» **EXERCISE INSTRUCTIONS**: Where does the string "Create" occur in the records below? Copy every line that holds it.

[Dataset entries]
──────────
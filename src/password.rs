//! Password strength checks and hashing for library accounts.
//!
//! `ValidatedPassword` wraps a string that zxcvbn considers strong enough for
//! the account it belongs to. `PasswordHash` is the salted bcrypt hash that is
//! stored in the user table.

use std::fmt::Display;

use bcrypt::{BcryptError, hash, verify};
use serde::{Deserialize, Serialize};
use zxcvbn::{Score, feedback::Feedback, zxcvbn};

use crate::Error;

/// A password that has been validated, but not yet hashed.
///
/// This struct can be used to construct a [PasswordHash].
#[derive(Debug, Clone, PartialEq, Serialize, Deserialize)]
pub struct ValidatedPassword(String);

impl ValidatedPassword {
    /// Create and validate a new password for the account named `username`.
    ///
    /// The username is given to the strength estimator so that passwords
    /// built from it are scored as weak.
    ///
    /// # Errors
    ///
    /// This function will return an [Error::TooWeak] if the password is considered too weak.
    /// The error message will explain why and suggest how to make it stronger.
    pub fn new(raw_password_string: &str, username: &str) -> Result<Self, Error> {
        let password_analysis = zxcvbn(raw_password_string, &[username]);

        match password_analysis.score() {
            Score::Three | Score::Four => Ok(Self(raw_password_string.to_string())),
            _ => Err(Error::TooWeak(
                password_analysis
                    .feedback()
                    .unwrap_or(&Feedback::default())
                    .to_string(),
            )),
        }
    }

    /// Create a new `ValidatedPassword` without any validation.
    ///
    /// The caller should ensure that `raw_password_string` is a valid and secure password.
    ///
    /// This function has `_unchecked` in the name but is not `unsafe`, because if an invalid password is provided it may cause incorrect behaviour but will not affect memory safety.
    pub fn new_unchecked(raw_password_string: &str) -> Self {
        Self(raw_password_string.to_string())
    }
}

impl Display for ValidatedPassword {
    fn fmt(&self, f: &mut std::fmt::Formatter<'_>) -> std::fmt::Result {
        write!(f, "{}", str::repeat("*", 8))
    }
}

/// A salted and hashed password.
#[derive(Debug, Clone, PartialEq, Serialize, Deserialize)]
pub struct PasswordHash(String);

impl PasswordHash {
    /// An alias for the default encryption cost for hashing passwords.
    pub const DEFAULT_COST: u32 = bcrypt::DEFAULT_COST;

    /// Create a hashed password from a validated password with the specified `cost`.
    ///
    /// `cost` increases the rounds of hashing and therefore the time needed to verify a password.
    /// Pass in [PasswordHash::DEFAULT_COST] to use the recommended cost.
    ///
    /// # Errors
    ///
    /// This function will return an error if the password could not be hashed.
    pub fn new(password: ValidatedPassword, cost: u32) -> Result<Self, Error> {
        hash(&password.0, cost)
            .map(Self)
            .map_err(|error| Error::HashingError(error.to_string()))
    }

    /// Create a new `PasswordHash` without any validation.
    ///
    /// The caller should ensure that `raw_password_hash` is a valid password hash.
    ///
    /// This function has `_unchecked` in the name but is not `unsafe`, because if an invalid hash is provided it will cause incorrect behaviour but not affect memory safety.
    pub fn new_unchecked(raw_password_hash: &str) -> Self {
        Self(raw_password_hash.to_string())
    }

    /// Validate `raw_password` for the account `username` and hash it.
    pub fn from_raw_password(raw_password: &str, username: &str, cost: u32) -> Result<Self, Error> {
        let validated_password = ValidatedPassword::new(raw_password, username)?;
        PasswordHash::new(validated_password, cost)
    }

    /// Check that `raw_password` matches the stored password.
    pub fn verify(&self, raw_password: &str) -> Result<bool, BcryptError> {
        verify(raw_password, &self.0)
    }
}

impl AsRef<str> for PasswordHash {
    fn as_ref(&self) -> &str {
        &self.0
    }
}

impl Display for PasswordHash {
    fn fmt(&self, f: &mut std::fmt::Formatter<'_>) -> std::fmt::Result {
        write!(f, "{}", self.0)
    }
}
──────────
» **RESPONSE AREA**:
    /// Create and validate a new password for the account named `username`.
    /// Create a new `ValidatedPassword` without any validation.
    /// Create a hashed password from a validated password with the specified `cost`.
    /// Create a new `PasswordHash` without any validation.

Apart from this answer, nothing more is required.